1) that the aggregate savings from compressing the images needs to outweigh the initial cost of distributing the decompressor.
2) to be lossless, decompression must be deterministic an unambiguous, so you can't compress _everything_ down to zero bits; you can compress only _one_ thing down to zero bits, because otherwise you wouldn't be able to unambiguously determine which thing is represented by your zero bits.
You have to convey which algorithm, which takes bits. And at the very least you need a pointer to a file, which also takes bits. You’d do well to look for archives of alt.comp.compression.
There was also a classic thread that surfaced recently on HN about a compression challenge whereby someone tried to disengenuously attempt to compress a file of random data (uncompressable by definition) by splitting it on a character then deleting that character from each file. Was a simple algorithm, that appeared to require fewer bits to encode. The problem is, all this person did was shift the bits to the filesystem’s metadata, which is not obvious from the command line. The final encoding ended up taking more bits once you take said metadata into account.
"I will custom write a new program to (somehow) generate each image and then distribute that instead of my image" is not a compression algorithm. But I think you'd do well over at the halfbakery.
I'm arguing it's the same as this image compression technique. They rely on a huge neural network which must exist wherever the image is to be decompressed.
If I'm allowed to bring along an unlimited amount of background data, then I can compress everything down to zero bits.

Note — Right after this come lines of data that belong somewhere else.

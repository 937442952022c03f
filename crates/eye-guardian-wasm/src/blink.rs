use eye_guardian_rl::metrics::{clamp_display_distance, estimate_distance_cm, BlinkRateWindow};
use wasm_bindgen::prelude::*;

/// Blinks per minute over a sliding window, fed with blink timestamps (ms)
#[wasm_bindgen]
pub struct BlinkRateTracker {
    window: BlinkRateWindow,
}

#[wasm_bindgen]
impl BlinkRateTracker {
    #[wasm_bindgen(constructor)]
    pub fn new(window_ms: Option<f64>) -> Self {
        Self {
            window: window_ms.map(BlinkRateWindow::new).unwrap_or_default(),
        }
    }

    #[wasm_bindgen(js_name = recordBlink)]
    pub fn record_blink(&mut self, timestamp: f64) {
        self.window.record_blink(timestamp);
    }

    #[wasm_bindgen(js_name = blinkRate)]
    pub fn blink_rate(&mut self, now: f64) -> f64 {
        self.window.blink_rate(now)
    }

    #[wasm_bindgen(getter, js_name = blinkCount)]
    pub fn blink_count(&self) -> u32 {
        self.window.blink_count() as u32
    }

    pub fn reset(&mut self) {
        self.window.reset();
    }
}

/// Viewing distance (cm) from the detected face box, `undefined` for an empty box
#[wasm_bindgen(js_name = estimateDistance)]
pub fn estimate_distance(face_width: f64, face_height: f64) -> Option<f64> {
    estimate_distance_cm(face_width, face_height)
}

#[wasm_bindgen(js_name = displayDistance)]
pub fn display_distance(distance: f64) -> f64 {
    clamp_display_distance(distance)
}
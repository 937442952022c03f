//! Input checks for sensed metrics
//!
//! Metrics are never rejected: classification passes them through unchanged.
//! These helpers only decide whether an input is worth a warning.

use crate::types::Metrics;

/// Whether the slice contains NaN or infinite values
pub fn has_invalid_values(arr: &[f64]) -> bool {
    arr.iter().any(|&x| x.is_nan() || x.is_infinite())
}

/// Describe what is wrong with a metrics sample, if anything
pub fn metrics_issue(metrics: &Metrics) -> Option<&'static str> {
    if has_invalid_values(&[metrics.blink_rate, metrics.distance]) {
        Some("non-finite metric")
    } else if metrics.blink_rate < 0.0 || metrics.distance < 0.0 {
        Some("negative metric")
    } else {
        None
    }
}
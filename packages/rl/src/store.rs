//! Key-value store seam
//!
//! The agent persists its value table as a JSON blob under one key. Hosts
//! provide the backing store (browser `localStorage`, a file, ...);
//! [`MemoryStore`] covers tests and hosts without persistence.

use std::collections::HashMap;

use crate::error::StoreResult;

/// Synchronous get/set of string-keyed blobs
pub trait KeyValueStore {
    /// `Ok(None)` when nothing is stored under `key`
    fn load(&self, key: &str) -> StoreResult<Option<String>>;

    fn save(&mut self, key: &str, blob: &str) -> StoreResult<()>;
}

impl<S: KeyValueStore + ?Sized> KeyValueStore for &mut S {
    fn load(&self, key: &str) -> StoreResult<Option<String>> {
        (**self).load(key)
    }

    fn save(&mut self, key: &str, blob: &str) -> StoreResult<()> {
        (**self).save(key, blob)
    }
}

impl<S: KeyValueStore + ?Sized> KeyValueStore for Box<S> {
    fn load(&self, key: &str) -> StoreResult<Option<String>> {
        (**self).load(key)
    }

    fn save(&mut self, key: &str, blob: &str) -> StoreResult<()> {
        (**self).save(key, blob)
    }
}

#[derive(Debug, Clone, Default)]
pub struct MemoryStore {
    entries: HashMap<String, String>,
    writes: usize,
}

impl MemoryStore {
    pub fn new() -> Self {
        Self::default()
    }

    pub fn with_entry(key: impl Into<String>, blob: impl Into<String>) -> Self {
        let mut store = Self::new();
        store.entries.insert(key.into(), blob.into());
        store
    }

    pub fn get(&self, key: &str) -> Option<&str> {
        self.entries.get(key).map(String::as_str)
    }

    /// Number of successful saves
    pub fn writes(&self) -> usize {
        self.writes
    }
}

impl KeyValueStore for MemoryStore {
    fn load(&self, key: &str) -> StoreResult<Option<String>> {
        Ok(self.entries.get(key).cloned())
    }

    fn save(&mut self, key: &str, blob: &str) -> StoreResult<()> {
        self.entries.insert(key.to_string(), blob.to_string());
        self.writes += 1;
        Ok(())
    }
}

In contrast, an algorithm like LZ78 can expressed in a 5 line python script and perform decently on a wide variety of data types.
> If I'm allowed to bring along an unlimited amount of background data, then I can compress everything down to zero bits.

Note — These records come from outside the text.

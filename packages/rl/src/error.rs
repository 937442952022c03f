use thiserror::Error;

/// Failures around the persisted value table.
///
/// None of these are fatal: loading falls back to the all-zero table and a
/// failed save after a learning update is logged and counted.
#[derive(Debug, Error)]
pub enum StoreError {
    #[error("store unavailable: {0}")]
    Unavailable(String),
    #[error("serialization failed: {0}")]
    Serialization(#[from] serde_json::Error),
    #[error("malformed value table: {0}")]
    MalformedTable(String),
}

pub type StoreResult<T> = Result<T, StoreError>;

If by "background data" you mean the decompressor, this is patently false. No matter how much information is contained in the decompressor (The Algorithm + stable weights that don't change), you can only compress one thing down to any given new representation ( low resolution image + differential from rescale using stable weights ).
If by "background data" you mean new data that the decompressor doesn't already have, then you're ignoring the definition of compression. Your compressed data is all bits sent on the fly that aren't already possessed by the side doing the decompression regardless of obtuse naming scheme.

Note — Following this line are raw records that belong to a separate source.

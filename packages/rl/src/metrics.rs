//! Metric helpers for the sensing side
//!
//! Face detection stays with the host; these turn its outputs (a face box,
//! blink timestamps) into the per-tick [`Metrics`](crate::types::Metrics).

/// Calibration factor between face-box diagonal and distance
pub const FACE_SIZE_CALIBRATION: f64 = 0.85;

/// Reference face diagonal (px) at unit distance
pub const FACE_SIZE_REFERENCE: f64 = 900.0;

pub const DISPLAY_DISTANCE_MIN: f64 = 30.0;
pub const DISPLAY_DISTANCE_MAX: f64 = 80.0;

/// Sliding window used for blink rate (ms)
pub const BLINK_WINDOW_MS: f64 = 60_000.0;

/// Estimate viewing distance (cm) from the detected face box.
///
/// Distance is inversely proportional to the box diagonal. `None` for an
/// empty or non-finite box.
pub fn estimate_distance_cm(face_width: f64, face_height: f64) -> Option<f64> {
    let diagonal = face_width.hypot(face_height);
    if !diagonal.is_finite() || diagonal <= 0.0 {
        return None;
    }
    Some(FACE_SIZE_CALIBRATION * (FACE_SIZE_REFERENCE / diagonal))
}

/// Clamp a distance reading into the displayable range
pub fn clamp_display_distance(distance: f64) -> f64 {
    distance.clamp(DISPLAY_DISTANCE_MIN, DISPLAY_DISTANCE_MAX)
}

/// Blink timestamps over the last minute.
#[derive(Debug, Clone)]
pub struct BlinkRateWindow {
    timestamps: Vec<f64>,
    window_ms: f64,
}

impl Default for BlinkRateWindow {
    fn default() -> Self {
        Self::new(BLINK_WINDOW_MS)
    }
}

impl BlinkRateWindow {
    pub fn new(window_ms: f64) -> Self {
        Self {
            timestamps: Vec::with_capacity(64),
            window_ms: if window_ms > 0.0 { window_ms } else { BLINK_WINDOW_MS },
        }
    }

    /// Record a blink at `timestamp` (ms)
    pub fn record_blink(&mut self, timestamp: f64) {
        self.timestamps.push(timestamp);
        self.prune(timestamp);
    }

    /// Blinks per minute over the window ending at `now` (ms)
    pub fn blink_rate(&mut self, now: f64) -> f64 {
        self.prune(now);
        self.timestamps.len() as f64 * (60_000.0 / self.window_ms)
    }

    pub fn blink_count(&self) -> usize {
        self.timestamps.len()
    }

    pub fn reset(&mut self) {
        self.timestamps.clear();
    }

    fn prune(&mut self, now: f64) {
        let cutoff = now - self.window_ms;
        self.timestamps.retain(|&t| t >= cutoff);
    }
}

> I'm arguing it's the same as this image compression technique.
That's wrong, because this scheme doesn't claim to send a custom image generator instead of each image, which is what you're proposing.
Unless it's overfit on some particular inputs, but if so-- it's bad science.
Ideally they would have trained the network on a non-overlapping collection of images from their testing but if they did that I don't see it mentioned in the paper.
The model is only 15.72 MiB (after compression with xz), so it would amortize pretty quickly... even if it was trained on the input it looks like it still may be pretty competitive at a fairly modest collection size.